The third critique is that, a la Torres, longtermism might lead us towards totalitarianism. I don’t think this is a really serious objection, but I would like to see longtermists engage with it and say why they don’t believe it is.
I should probably disclose I’m currently in discussion with Forethought about a grant to write up some critiques of longtermism in order to fill some of this literature gap. Ideally, I’ll produce 2-3 articles within the next 18 months.
I strongly welcome the critiques you’ll hopefully write, Michael!
Why I am probably not a longtermist seems like the best of these options, by a very wide margin. The other two posts are much too technical/jargony for introductory audiences.

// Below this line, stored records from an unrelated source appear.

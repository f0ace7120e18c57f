#![forbid(unsafe_code)]

//! `chartscript`: process-isolated evaluation of chart scripts.
//!
//! A script's final expression produces the data sources of a chart. The
//! [`engine`] runs each script in a disposable worker generation that can
//! be killed at any moment; [`session`] binds a [`document`] to the engine.

pub mod config;
pub mod document;
pub mod engine;
pub mod errors;
pub mod script;
pub mod session;
pub mod watcher;

pub use config::EngineConfig;
pub use errors::{AppError, Result};
//! Inline session.

use std::future::Future;
use std::io;
use std::pin::Pin;
use std::sync::Arc;

use tokio::sync::mpsc;
use tracing::{debug, info_span};

use crate::engine::{classify, worker, EvaluationOutcome, MALFORMED_RESULT_DIAGNOSTIC};
use crate::script::RunOptions;
use crate::session::{Document, Session, SessionEvent};
use crate::{AppError, Result};

/// Evaluates on the caller's thread, blocking until the script ends.
///
/// There is no way to interrupt a running script, so `cancel` is a no-op.
pub struct SyncSession {
    document: Option<Arc<dyn Document>>,
    events: mpsc::UnboundedSender<SessionEvent>,
    options: RunOptions,
}

impl SyncSession {
    /// Create a session emitting events on `events`.
    #[must_use]
    pub fn new(events: mpsc::UnboundedSender<SessionEvent>, max_call_depth: usize) -> Self {
        Self {
            document: None,
            events,
            options: RunOptions {
                max_call_depth,
                cancel: None,
            },
        }
    }

    /// Evaluate the document's script and return once it has finished.
    ///
    /// # Errors
    ///
    /// Returns `AppError::NoDocument` if no document is attached.
    pub fn update_blocking(&mut self) -> Result<()> {
        let document = self.document.clone().ok_or(AppError::NoDocument)?;
        let _span = info_span!("sync_update").entered();

        self.emit(SessionEvent::UpdateStarted);
        let mut out = EventWriter {
            events: self.events.clone(),
        };
        let outcome = classify(Some(worker::evaluate(
            &document.script(),
            &self.options,
            &mut out,
        )));

        match outcome {
            EvaluationOutcome::Success(sources) => {
                debug!(keys = sources.len(), "evaluation succeeded");
                document.set_data_sources(sources);
                self.emit(SessionEvent::UpdateFinished);
            }
            EvaluationOutcome::MalformedResult => {
                self.emit(SessionEvent::Stdout(MALFORMED_RESULT_DIAGNOSTIC.into()));
                self.emit(SessionEvent::UpdateErrored);
            }
            EvaluationOutcome::Error => {
                self.emit(SessionEvent::UpdateErrored);
                self.emit(SessionEvent::UpdateFinished);
            }
            EvaluationOutcome::Terminated => self.emit(SessionEvent::UpdateFinished),
        }
        Ok(())
    }

    fn emit(&self, event: SessionEvent) {
        let _ = self.events.send(event);
    }
}

impl Session for SyncSession {
    fn set_document(&mut self, document: Arc<dyn Document>) {
        self.document = Some(document);
    }

    fn document(&self) -> Option<Arc<dyn Document>> {
        self.document.clone()
    }

    fn update(&mut self) -> Pin<Box<dyn Future<Output = Result<()>> + Send + '_>> {
        Box::pin(async move { self.update_blocking() })
    }

    fn cancel(&mut self) -> Pin<Box<dyn Future<Output = Result<()>> + Send + '_>> {
        Box::pin(async { Ok(()) })
    }

    fn is_evaluating(&self) -> bool {
        false
    }
}

/// Turns script output into [`SessionEvent::Stdout`] events.
struct EventWriter {
    events: mpsc::UnboundedSender<SessionEvent>,
}

impl io::Write for EventWriter {
    fn write(&mut self, buf: &[u8]) -> io::Result<usize> {
        if !buf.is_empty() {
            let _ = self
                .events
                .send(SessionEvent::Stdout(String::from_utf8_lossy(buf).into_owned()));
        }
        Ok(buf.len())
    }

    fn flush(&mut self) -> io::Result<()> {
        Ok(())
    }
}
//! Binding data sources into chart traces.
//!
//! A trace records which data source feeds each of its columns under
//! `meta.columnNames`, e.g. `{"x": "months", "marker": {"color": "temps"}}`.
//! Before rendering, the named sources are copied into the trace (`x`,
//! `xsrc`, `marker.color`, `marker.colorsrc`). A column whose source no
//! longer exists is unbound by setting its name to the empty string. Before
//! persisting, the copied values are stripped again so documents only store
//! the bindings.

use serde_json::{Map, Value};

use crate::engine::DataSources;

/// Column name marking an unbound column.
pub const REMOVED_SOURCE: &str = "";

/// Column holding nested marker bindings.
pub const MARKER_COLUMN: &str = "marker";

fn column_names(trace: &Map<String, Value>) -> Option<Map<String, Value>> {
    trace
        .get("meta")
        .and_then(|meta| meta.get("columnNames"))
        .and_then(Value::as_object)
        .cloned()
}

fn store_column_names(trace: &mut Map<String, Value>, columns: Map<String, Value>) {
    if let Some(meta) = trace.get_mut("meta").and_then(Value::as_object_mut) {
        meta.insert("columnNames".into(), Value::Object(columns));
    }
}

/// Copy bound data sources into each trace.
///
/// Traces without `meta.columnNames` are left alone. Columns bound to a
/// source missing from `sources` are unbound.
pub fn insert_sources_into_traces(traces: &mut [Value], sources: &DataSources) {
    for trace in traces.iter_mut().filter_map(Value::as_object_mut) {
        let Some(mut columns) = column_names(trace) else {
            continue;
        };

        for (column, binding) in &mut columns {
            if column == MARKER_COLUMN {
                let Some(marker_bindings) = binding.as_object_mut() else {
                    continue;
                };
                let markers = trace
                    .entry(MARKER_COLUMN)
                    .or_insert_with(|| Value::Object(Map::new()));
                let Some(markers) = markers.as_object_mut() else {
                    continue;
                };
                for (marker, source) in marker_bindings.iter_mut() {
                    match source.as_str().and_then(|name| sources.get_key_value(name)) {
                        Some((name, data)) => {
                            markers.insert(marker.clone(), data.clone());
                            markers.insert(format!("{marker}src"), Value::String(name.clone()));
                        }
                        None => *source = Value::String(REMOVED_SOURCE.into()),
                    }
                }
                continue;
            }

            let Some(name) = binding.as_str() else {
                continue;
            };
            if name == REMOVED_SOURCE {
                continue;
            }
            match sources.get_key_value(name) {
                Some((name, data)) => {
                    trace.insert(column.clone(), data.clone());
                    trace.insert(format!("{column}src"), Value::String(name.clone()));
                }
                None => *binding = Value::String(REMOVED_SOURCE.into()),
            }
        }

        store_column_names(trace, columns);
    }
}

/// Strip source data copied in by [`insert_sources_into_traces`], keeping
/// the bindings.
pub fn remove_sources_from_traces(traces: &mut [Value]) {
    for trace in traces.iter_mut().filter_map(Value::as_object_mut) {
        let Some(columns) = column_names(trace) else {
            continue;
        };

        for (column, binding) in &columns {
            if column == MARKER_COLUMN {
                let (Some(marker_bindings), Some(markers)) = (
                    binding.as_object(),
                    trace.get_mut(MARKER_COLUMN).and_then(Value::as_object_mut),
                ) else {
                    continue;
                };
                for marker in marker_bindings.keys() {
                    markers.remove(&format!("{marker}src"));
                    markers.remove(marker);
                }
            } else if binding.as_str() != Some(REMOVED_SOURCE) {
                trace.remove(&format!("{column}src"));
                trace.remove(column);
            }
        }
    }
}

/// Drop explicit axis ranges the renderer recomputes anyway.
pub fn clean_layout(layout: &mut Value) {
    for axis in ["xaxis", "yaxis"] {
        let Some(axis) = layout.get_mut(axis).and_then(Value::as_object_mut) else {
            continue;
        };
        let autorange = match axis.get("autorange") {
            Some(Value::Bool(enabled)) => *enabled,
            Some(Value::String(mode)) => !mode.is_empty(),
            _ => false,
        };
        if autorange {
            axis.remove("range");
        }
    }
}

Also, A longtermist critique of “The expected value of extinction risk reduction is positive” isn’t even a critique of longtermism, it’s a longtermist arguing against one longtermist cause (x-risk reduction) in favor of other longtermist causes (such as s-risk reduction and trajectory change). So it doesn’t seem like a good fit for even a more advanced curriculum unless it was accompanied by other critiques targeting longtermism itself (e.g. critiques based on cluelessness.)
The longtermist critique is a critique of arguments for a particular (perhaps the main) priority in the longtermism community, extinction risk reduction. I don’t think it’s necessary to endorse longtermism to be sympathetic to the critique. That extinction risk reduction might not be robustly positive is a separate point from the claim that s-risk reduction and trajectory changes are more promising.
Someone could think extinction risk reduction, s-risk reduction and trajectory changes are all not robustly positive, or that no intervention aimed at any of them is robustly positive. The post can be one piece of this, arguing against extinction risk reduction. I’m personally sympathetic to the claim that no longtermist intervention will look robustly positive or extremely cost-effective when you try to deal with the details and indirect effects.
The case for stable very long-lasting trajectory changes other than those related to extinction hasn’t been argued persuasively, as far as I know, in cost-effectiveness terms over, say, animal welfare, and there are lots of large indirect effects to worry about. S-risk work often has potential for backfire, too. Still, I’m personally sympathetic to both enough to want to investigate further, at least over extinction risk reduction.
The strongest academic critique of longtermism I know of is The Scope of Longtermism by GPI’s David Thorstad. Here’s the abstract:
Just saw this and came here to say thanks! Glad you liked it.